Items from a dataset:
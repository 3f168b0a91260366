//! Expression sanitation applied before parsing.
//!
//! LLM output mixes unicode connectives, comparison sugar and irregular
//! whitespace. Sanitation rewrites all of that into the plain boolean
//! surface the parser accepts. The logic layer is boolean, not numeric:
//! comparisons are collapsed into their predicate atom and the right-hand
//! side is discarded.

use std::sync::OnceLock;

use regex::Regex;

/// Replace unicode logical operators with their ASCII keywords.
pub fn normalize_operators(expr: &str) -> String {
    expr.replace('\u{2228}', " or ")
        .replace('\u{2227}', " and ")
        .replace('\u{00AC}', " not ")
        .replace('\u{2192}', " -> ")
        .replace('\u{21D2}', " -> ")
}

fn prefix_comparison_inner() -> &'static Regex {
    static RE: OnceLock<Regex> = OnceLock::new();
    RE.get_or_init(|| {
        Regex::new(
            r"\(\s*(>=|<=|>|<|=)\s*\(\s*(?P<pred>[A-Za-z_][A-Za-z0-9_]*)\s+(?P<args>[^()]+?)\)\s*(?P<rhs>[^\s()]+)?\s*\)",
        )
        .expect("static regex")
    })
}

fn prefix_comparison_call() -> &'static Regex {
    static RE: OnceLock<Regex> = OnceLock::new();
    RE.get_or_init(|| {
        Regex::new(
            r"\(\s*(>=|<=|>|<|=)\s*(?P<pred>[A-Za-z_][A-Za-z0-9_]*)\s*\((?P<args>[^()]+?)\)\s*(?P<rhs>[^\s()]+)?\s*\)",
        )
        .expect("static regex")
    })
}

fn infix_comparison() -> &'static Regex {
    static RE: OnceLock<Regex> = OnceLock::new();
    RE.get_or_init(|| {
        Regex::new(
            r"(?P<pred>[A-Za-z_][A-Za-z0-9_]*)\s*\((?P<args>[^()]+?)\)\s*(>=|<=|>|<|=)\s*(?P<rhs>[A-Za-z0-9_.\-]+)",
        )
        .expect("static regex")
    })
}

fn rebuild_atom(pred: &str, args_blob: &str) -> String {
    let args: Vec<&str> = args_blob
        .split([',', ' '])
        .map(str::trim)
        .filter(|t| !t.is_empty())
        .collect();
    if args.is_empty() {
        pred.to_string()
    } else {
        format!("{}({})", pred, args.join(", "))
    }
}

/// Strip comparison sugar, keeping only the predicate atom.
///
/// Handles the prefix forms `(>= (Pred a b) rhs)` and `(>= Pred(a, b) rhs)`
/// as well as the infix form `Pred(a, b) >= rhs`.
pub fn strip_comparisons(expr: &str) -> String {
    let mut text = expr.to_string();
    for re in [prefix_comparison_inner(), prefix_comparison_call()] {
        text = re
            .replace_all(&text, |caps: &regex::Captures<'_>| {
                rebuild_atom(&caps["pred"], &caps["args"])
            })
            .into_owned();
    }
    infix_comparison()
        .replace_all(&text, |caps: &regex::Captures<'_>| {
            rebuild_atom(&caps["pred"], &caps["args"])
        })
        .into_owned()
}

/// Full sanitation pass: operator normalization, comparison stripping and
/// whitespace collapsing. Empty input stays empty.
pub fn sanitize_expression(expr: &str) -> String {
    let text = expr.trim();
    if text.is_empty() {
        return String::new();
    }
    let text = normalize_operators(text);
    let text = strip_comparisons(&text);
    text.split_whitespace().collect::<Vec<_>>().join(" ")
}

■ THE PROBLEM ■
Could you state how many lines above include the word "sugar"? Reply with that number alone.

■ WRITTEN RESPONSE ■
2